impl Session {
    pub fn new(
        config: VisionConfig,
        acquirer: SourceAcquirer,
        orchestrator: RecognitionOrchestrator,
        controls: Box<dyn ControlInput>,
        renderer: Box<dyn Renderer>,
    ) -> Self {
        Self {
            config,
            acquirer,
            orchestrator,
            controls,
            renderer,
            interrupt: Arc::new(AtomicBool::new(false)),
            registry: None,
            scheduler: FrameScheduler::new(),
            handle: None,
            state: SessionState::Init,
            states: vec![SessionState::Init],
            fallback_used: false,
            tried: Vec::new(),
            degraded_warned: false,
            cycles: 0,
            frames_saved: 0,
        }
    }

    /// Share an interrupt flag with other collaborators
    pub fn with_interrupt(mut self, interrupt: Arc<AtomicBool>) -> Self {
        self.interrupt = interrupt;
        self
    }

    /// Flag checked once per cycle; set it to stop the session
    pub fn interrupt_handle(&self) -> Arc<AtomicBool> {
        self.interrupt.clone()
    }

    pub fn state(&self) -> SessionState {
        self.state
    }

    /// Registry of the last run, once loaded
    pub fn registry(&self) -> Option<&IdentityRegistry> {
        self.registry.as_ref()
    }

    fn enter(&mut self, state: SessionState) {
        if self.state != state {
            debug!("Session {:?} -> {:?}", self.state, state);
            self.state = state;
            self.states.push(state);
        }
    }

    /// Run until quit, interrupt, end of stream or source exhaustion
    pub fn run(&mut self) -> Result<SessionReport, SessionError> {
        let descriptor = SourceDescriptor::parse(&self.config.source.descriptor)
            .map_err(|e| SessionError::Config(e.to_string()))?;

        let (registry, warning) =
            IdentityRegistry::load(self.config.registry.path.clone(), self.config.registry.match_threshold);
        if let Some(warning) = warning {
            warn!("{}; starting with an empty registry", warning);
        }
        info!("Loaded {} known identities", registry.len());
        self.registry = Some(registry);

        self.scheduler = FrameScheduler::from_config(&self.config.cadence, &self.orchestrator.available());

        match self.open_with_fallback(&descriptor) {
            Ok(handle) => self.handle = Some(handle),
            Err(e) => {
                self.shutdown();
                return Err(e);
            }
        }

        self.enter(SessionState::Running);
        let outcome = self.run_cycles();
        self.shutdown();

        let reason = outcome?;
        info!("Session closed after {} cycles ({:?})", self.cycles, reason);
        Ok(SessionReport {
            cycles: self.cycles,
            frames_saved: self.frames_saved,
            identities: self.registry.as_ref().map(IdentityRegistry::len).unwrap_or(0),
            reason,
            fallback_used: self.fallback_used,
            states: self.states.clone(),
        })
    }

    fn run_cycles(&mut self) -> Result<ShutdownReason, SessionError> {
        let mut fps = FpsMeter::default();

        loop {
            if self.interrupt.load(Ordering::Relaxed) {
                info!("Interrupted, shutting down");
                return Ok(ShutdownReason::Interrupted);
            }

            let Some(handle) = self.handle.as_mut() else {
                return Err(SessionError::SourceExhausted {
                    tried: self.tried.clone(),
                    suggestion: None,
                });
            };

            let read = match handle.read() {
                Ok(read) => read,
                Err(e) => match self.recover(e)? {
                    Recovery::Switched | Recovery::Continue => continue,
                    Recovery::Stop(reason) => return Ok(reason),
                },
            };

            if read.degraded.is_some() {
                self.degraded_warned = false;
            }
            if self.codec_grace_exhausted() {
                match self.codec_fallback()? {
                    Recovery::Switched => continue,
                    Recovery::Continue => {}
                    Recovery::Stop(reason) => return Ok(reason),
                }
            }

            self.cycles += 1;
            let frame = read.frame;
            let scheduled = self.scheduler.advance();
            let Some(registry) = self.registry.as_mut() else {
                return Err(SessionError::Config("registry not loaded".to_string()));
            };
            let annotations = self.orchestrator.process(&frame, &scheduled, registry);

            let status = SessionStatus {
                fps: fps.tick(Instant::now()),
                cycle: self.cycles,
                active: self.scheduler.active(),
                source: self.handle.as_ref().map(StreamHandle::kind).unwrap_or(SourceKind::Local),
                address: self.handle.as_ref().map(|h| h.address().to_string()).unwrap_or_default(),
                transport: self.handle.as_ref().and_then(StreamHandle::active_transport),
            };
            self.renderer.render(&frame, annotations, &status);

            while let Some(command) = self.controls.poll() {
                match command {
                    ControlCommand::Quit => {
                        info!("Quit requested");
                        return Ok(ShutdownReason::Quit);
                    }
                    ControlCommand::SaveFrame => self.save_frame(&frame),
                    ControlCommand::Toggle(kind) => self.toggle(kind),
                }
            }
        }
    }

    fn toggle(&mut self, kind: RecognizerKind) {
        self.enter(SessionState::PausedToggle);
        match self.scheduler.toggle(kind) {
            Some(true) => info!("{} recognition enabled", kind),
            Some(false) => {
                self.orchestrator.clear(kind);
                info!("{} recognition disabled", kind);
            }
            None => warn!("No {} recognizer is configured", kind),
        }
        self.enter(SessionState::Running);
    }

    fn save_frame(&mut self, frame: &Frame) {
        let name = format!("frame_{}_{}.jpg", Utc::now().timestamp(), self.cycles);
        let path: PathBuf = self.config.operator.capture_dir.join(name);
        match frame.save(&path) {
            Ok(()) => {
                self.frames_saved += 1;
                info!("Frame saved to {}", path.display());
            }
            Err(e) => warn!("Failed to save frame to {}: {}", path.display(), e),
        }
    }

    fn can_fall_back(&self) -> bool {
        self.config.source.fallback_enabled && !self.fallback_used
    }

    fn open_with_fallback(&mut self, descriptor: &SourceDescriptor) -> Result<StreamHandle, SessionError> {
        let error = match self.acquirer.open(descriptor) {
            Ok(handle) => return Ok(handle),
            Err(e) => e,
        };
        warn!("{}", error);
        self.tried.push(descriptor.address());

        let SourceDescriptor::Rtsp(address) = descriptor else {
            return Err(SessionError::SourceExhausted {
                tried: self.tried.clone(),
                suggestion: None,
            });
        };
        let alternative = http_fallback_for(address);

        match alternative {
            Some(alternative) if self.can_fall_back() => {
                self.open_fallback(alternative).ok_or_else(|| SessionError::SourceExhausted {
                    tried: self.tried.clone(),
                    suggestion: None,
                })
            }
            suggestion => Err(SessionError::SourceExhausted {
                tried: self.tried.clone(),
                suggestion,
            }),
        }
    }

    /// The single RTSP -> HTTP substitution
    fn open_fallback(&mut self, address: String) -> Option<StreamHandle> {
        self.fallback_used = true;
        info!("Falling back to {}", address);
        let descriptor = SourceDescriptor::Http(address);
        match self.acquirer.open(&descriptor) {
            Ok(handle) => Some(handle),
            Err(e) => {
                error!("Fallback failed: {}", e);
                self.tried.push(descriptor.address());
                None
            }
        }
    }

    /// Replace the current RTSP handle with its HTTP alternative
    fn switch_to_fallback(&mut self) -> Result<Recovery, SessionError> {
        let alternative = self.handle.as_ref().and_then(|h| h.fallback_address().map(str::to_string));
        if let Some(mut old) = self.handle.take() {
            self.tried.push(old.address().to_string());
            old.release();
        }

        let Some(alternative) = alternative else {
            return Err(SessionError::SourceExhausted {
                tried: self.tried.clone(),
                suggestion: None,
            });
        };
        match self.open_fallback(alternative) {
            Some(handle) => {
                self.handle = Some(handle);
                self.degraded_warned = false;
                Ok(Recovery::Switched)
            }
            None => Err(SessionError::SourceExhausted {
                tried: self.tried.clone(),
                suggestion: None,
            }),
        }
    }

    fn recover(&mut self, error: AcquireError) -> Result<Recovery, SessionError> {
        let is_rtsp = self.handle.as_ref().map(StreamHandle::kind) == Some(SourceKind::Rtsp);
        match error {
            AcquireError::DecodeStalled { address, failures } => {
                warn!("Decoding stalled on {} after {} failures", address, failures);
                if is_rtsp && self.can_fall_back() {
                    self.switch_to_fallback()
                } else {
                    Ok(Recovery::Stop(ShutdownReason::DecodeStalled { address, failures }))
                }
            }
            AcquireError::StreamEnded { address } => {
                info!("Stream {} ended", address);
                Ok(Recovery::Stop(ShutdownReason::StreamEnded { address }))
            }
            AcquireError::SourceUnavailable { address, reason } => {
                warn!("Source {} became unavailable: {}", address, reason);
                Ok(Recovery::Stop(ShutdownReason::StreamEnded { address }))
            }
        }
    }

    /// True once a degraded RTSP stream stayed dark past its grace period
    fn codec_grace_exhausted(&self) -> bool {
        let Some(handle) = self.handle.as_ref() else {
            return false;
        };
        if handle.kind() != SourceKind::Rtsp {
            return false;
        }
        let source = &self.config.source;
        handle.health().consecutive_dark_frames >= source.dark_frame_run.saturating_add(source.codec_grace_frames)
    }

    fn codec_fallback(&mut self) -> Result<Recovery, SessionError> {
        if self.can_fall_back() {
            warn!("Stream still dark after the grace period");
            return self.switch_to_fallback();
        }
        if !self.degraded_warned {
            let suggestion = self.handle.as_ref().and_then(StreamHandle::fallback_address).unwrap_or("-");
            warn!("Stream is still dark and no fallback is left; try {}", suggestion);
            self.degraded_warned = true;
        }
        Ok(Recovery::Continue)
    }

    fn shutdown(&mut self) {
        self.enter(SessionState::ShuttingDown);

        if let Some(registry) = self.registry.as_mut() {
            if let Err(e) = registry.flush() {
                match e {
                    RegistryError::WriteFailure { .. } => error!("{}; identities from this session are lost", e),
                    other => warn!("{}", other),
                }
            }
        }

        if let Some(mut handle) = self.handle.take() {
            handle.release();
            info!("Released {}", handle.address());
        }

        self.enter(SessionState::Closed);
    }
}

***

What you will do
Where a line of the records has the string "AtomicBool", return that line.

Written solution
            interrupt: Arc::new(AtomicBool::new(false)),
    pub fn with_interrupt(mut self, interrupt: Arc<AtomicBool>) -> Self {
    pub fn interrupt_handle(&self) -> Arc<AtomicBool> {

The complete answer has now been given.